[Records contained in a dataset]
• • • • • • •

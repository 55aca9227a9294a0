//! crates/verse_companion_core/src/engagement.rs
//!
//! The daily engagement rules: the consecutive-day streak computation and
//! the once-per-day verse assignment. Both are pure functions over dates
//! handed in by the caller; all reads and writes stay with the caller.

use chrono::NaiveDate;

use crate::domain::{DailyVerse, VerseContent, DEFAULT_TRANSLATION};

/// The outcome of a streak computation.
#[derive(Debug, Clone, Copy, PartialEq, Eq)]
pub struct StreakUpdate {
    pub streak: u32,
    /// `false` means the stored record already reflects `streak` and no
    /// write is needed (the same-day case).
    pub should_persist: bool,
}

/// Computes the streak after an engagement on `today`.
///
/// - no prior engagement: the streak starts at 1;
/// - already engaged today: unchanged, nothing to persist (calling this on
///   every app focus is safe);
/// - engaged yesterday: incremented by one;
/// - anything else, including a stored date in the future from a skewed
///   clock: reset to 1.
///
/// Total over its whole input domain; never fails.
pub fn next_streak(
    last_engaged: Option<NaiveDate>,
    current_streak: u32,
    today: NaiveDate,
) -> StreakUpdate {
    let Some(last) = last_engaged else {
        return StreakUpdate {
            streak: 1,
            should_persist: true,
        };
    };

    if last == today {
        StreakUpdate {
            streak: current_streak,
            should_persist: false,
        }
    } else if today.signed_duration_since(last).num_days() == 1 {
        StreakUpdate {
            streak: current_streak.saturating_add(1),
            should_persist: true,
        }
    } else {
        StreakUpdate {
            streak: 1,
            should_persist: true,
        }
    }
}

/// Whether a stored verse still serves as today's verse.
#[derive(Debug, Clone, PartialEq, Eq)]
pub enum VerseResolution {
    /// The stored verse was assigned today; reuse it as-is.
    Current(DailyVerse),
    /// No usable verse for today. The caller must fetch one from the verse
    /// provider and stamp it with [`assign_verse`].
    FetchRequired,
}

/// Decides between reusing `existing` and fetching a fresh verse.
///
/// A verse assigned on any day other than `today` is stale. Callers that hit
/// a malformed stored verse pass `None` here, so a parse fault degrades to a
/// fresh fetch instead of an error.
pub fn resolve_verse(existing: Option<&DailyVerse>, today: NaiveDate) -> VerseResolution {
    match existing {
        Some(verse) if verse.assigned_date == today => VerseResolution::Current(verse.clone()),
        _ => VerseResolution::FetchRequired,
    }
}

/// Stamps freshly fetched verse content as today's verse.
pub fn assign_verse(content: VerseContent, today: NaiveDate) -> DailyVerse {
    DailyVerse {
        reference: content.reference,
        text: content.text,
        translation: content.translation,
        assigned_date: today,
    }
}

/// The fixed verse used when the verse provider is unreachable or returns
/// something unusable.
pub fn fallback_verse() -> VerseContent {
    VerseContent {
        reference: "Psalm 119:105".to_string(),
        text: "Your word is a lamp to my feet, and a light for my path.".to_string(),
        translation: DEFAULT_TRANSLATION.to_string(),
    }
}

#[cfg(test)]
mod tests {
    use super::*;

    fn date(y: i32, m: u32, d: u32) -> NaiveDate {
        NaiveDate::from_ymd_opt(y, m, d).unwrap()
    }

    fn sample_verse(assigned: NaiveDate) -> DailyVerse {
        DailyVerse {
            reference: "John 3:16".to_string(),
            text: "For God so loved the world...".to_string(),
            translation: DEFAULT_TRANSLATION.to_string(),
            assigned_date: assigned,
        }
    }

    #[test]
    fn first_engagement_starts_at_one() {
        let update = next_streak(None, 0, date(2024, 5, 1));
        assert_eq!(
            update,
            StreakUpdate {
                streak: 1,
                should_persist: true
            }
        );
    }

    #[test]
    fn same_day_is_idempotent() {
        let today = date(2024, 5, 1);
        for streak in [0, 1, 5, 400] {
            let update = next_streak(Some(today), streak, today);
            assert_eq!(update.streak, streak);
            assert!(!update.should_persist);
        }
    }

    #[test]
    fn consecutive_day_increments_by_one() {
        let update = next_streak(Some(date(2024, 5, 1)), 5, date(2024, 5, 2));
        assert_eq!(
            update,
            StreakUpdate {
                streak: 6,
                should_persist: true
            }
        );
    }

    #[test]
    fn increment_crosses_month_and_year_boundaries() {
        let update = next_streak(Some(date(2024, 4, 30)), 2, date(2024, 5, 1));
        assert_eq!(update.streak, 3);

        let update = next_streak(Some(date(2023, 12, 31)), 9, date(2024, 1, 1));
        assert_eq!(update.streak, 10);
    }

    #[test]
    fn gap_of_two_or_more_days_resets() {
        let today = date(2024, 5, 10);
        for last in [date(2024, 5, 8), date(2024, 5, 1), date(2023, 5, 10)] {
            let update = next_streak(Some(last), 5, today);
            assert_eq!(
                update,
                StreakUpdate {
                    streak: 1,
                    should_persist: true
                },
                "last engaged {last}"
            );
        }
    }

    #[test]
    fn future_last_engaged_date_resets_instead_of_failing() {
        // Clock skew leaves a stored date ahead of today; this degrades to
        // the reset case, which also heals the stored date back to today.
        let update = next_streak(Some(date(2024, 5, 3)), 7, date(2024, 5, 1));
        assert_eq!(
            update,
            StreakUpdate {
                streak: 1,
                should_persist: true
            }
        );
    }

    #[test]
    fn second_call_after_persist_is_a_no_op() {
        let today = date(2024, 5, 2);
        let first = next_streak(Some(date(2024, 5, 1)), 5, today);
        assert!(first.should_persist);

        // The caller persisted (today, first.streak); invoking again today
        // must not double-increment.
        let second = next_streak(Some(today), first.streak, today);
        assert_eq!(second.streak, first.streak);
        assert!(!second.should_persist);
    }

    #[test]
    fn streak_saturates_instead_of_overflowing() {
        let update = next_streak(Some(date(2024, 5, 1)), u32::MAX, date(2024, 5, 2));
        assert_eq!(update.streak, u32::MAX);
    }

    #[test]
    fn todays_verse_is_reused() {
        let today = date(2024, 5, 1);
        let verse = sample_verse(today);
        match resolve_verse(Some(&verse), today) {
            VerseResolution::Current(found) => assert_eq!(found, verse),
            VerseResolution::FetchRequired => panic!("expected the stored verse to be reused"),
        }
    }

    #[test]
    fn missing_or_stale_verse_requires_a_fetch() {
        let today = date(2024, 5, 2);
        assert_eq!(resolve_verse(None, today), VerseResolution::FetchRequired);

        let yesterdays = sample_verse(date(2024, 5, 1));
        assert_eq!(
            resolve_verse(Some(&yesterdays), today),
            VerseResolution::FetchRequired
        );
    }

    #[test]
    fn assignment_stamps_todays_date() {
        let today = date(2024, 5, 2);
        let verse = assign_verse(fallback_verse(), today);
        assert_eq!(verse.assigned_date, today);
        assert_eq!(verse.reference, "Psalm 119:105");
        assert_eq!(verse.translation, DEFAULT_TRANSLATION);
    }
}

• • • • • • •

### What needs to be done
In the data above, find the line that contains "let Some(last) = last_engaged" and the line that contains "content as today's verse.". Repeat exactly those lines and every line between them, and only those.

### Written response
    let Some(last) = last_engaged else {
        return StreakUpdate {
            streak: 1,
            should_persist: true,
        };
    };

    if last == today {
        StreakUpdate {
            streak: current_streak,
            should_persist: false,
        }
    } else if today.signed_duration_since(last).num_days() == 1 {
        StreakUpdate {
            streak: current_streak.saturating_add(1),
            should_persist: true,
        }
    } else {
        StreakUpdate {
            streak: 1,
            should_persist: true,
        }
    }
}

/// Whether a stored verse still serves as today's verse.
#[derive(Debug, Clone, PartialEq, Eq)]
pub enum VerseResolution {
    /// The stored verse was assigned today; reuse it as-is.
    Current(DailyVerse),
    /// No usable verse for today. The caller must fetch one from the verse
    /// provider and stamp it with [`assign_verse`].
    FetchRequired,
}

/// Decides between reusing `existing` and fetching a fresh verse.
///
/// A verse assigned on any day other than `today` is stale. Callers that hit
/// a malformed stored verse pass `None` here, so a parse fault degrades to a
/// fresh fetch instead of an error.
pub fn resolve_verse(existing: Option<&DailyVerse>, today: NaiveDate) -> VerseResolution {
    match existing {
        Some(verse) if verse.assigned_date == today => VerseResolution::Current(verse.clone()),
        _ => VerseResolution::FetchRequired,
    }
}

/// Stamps freshly fetched verse content as today's verse.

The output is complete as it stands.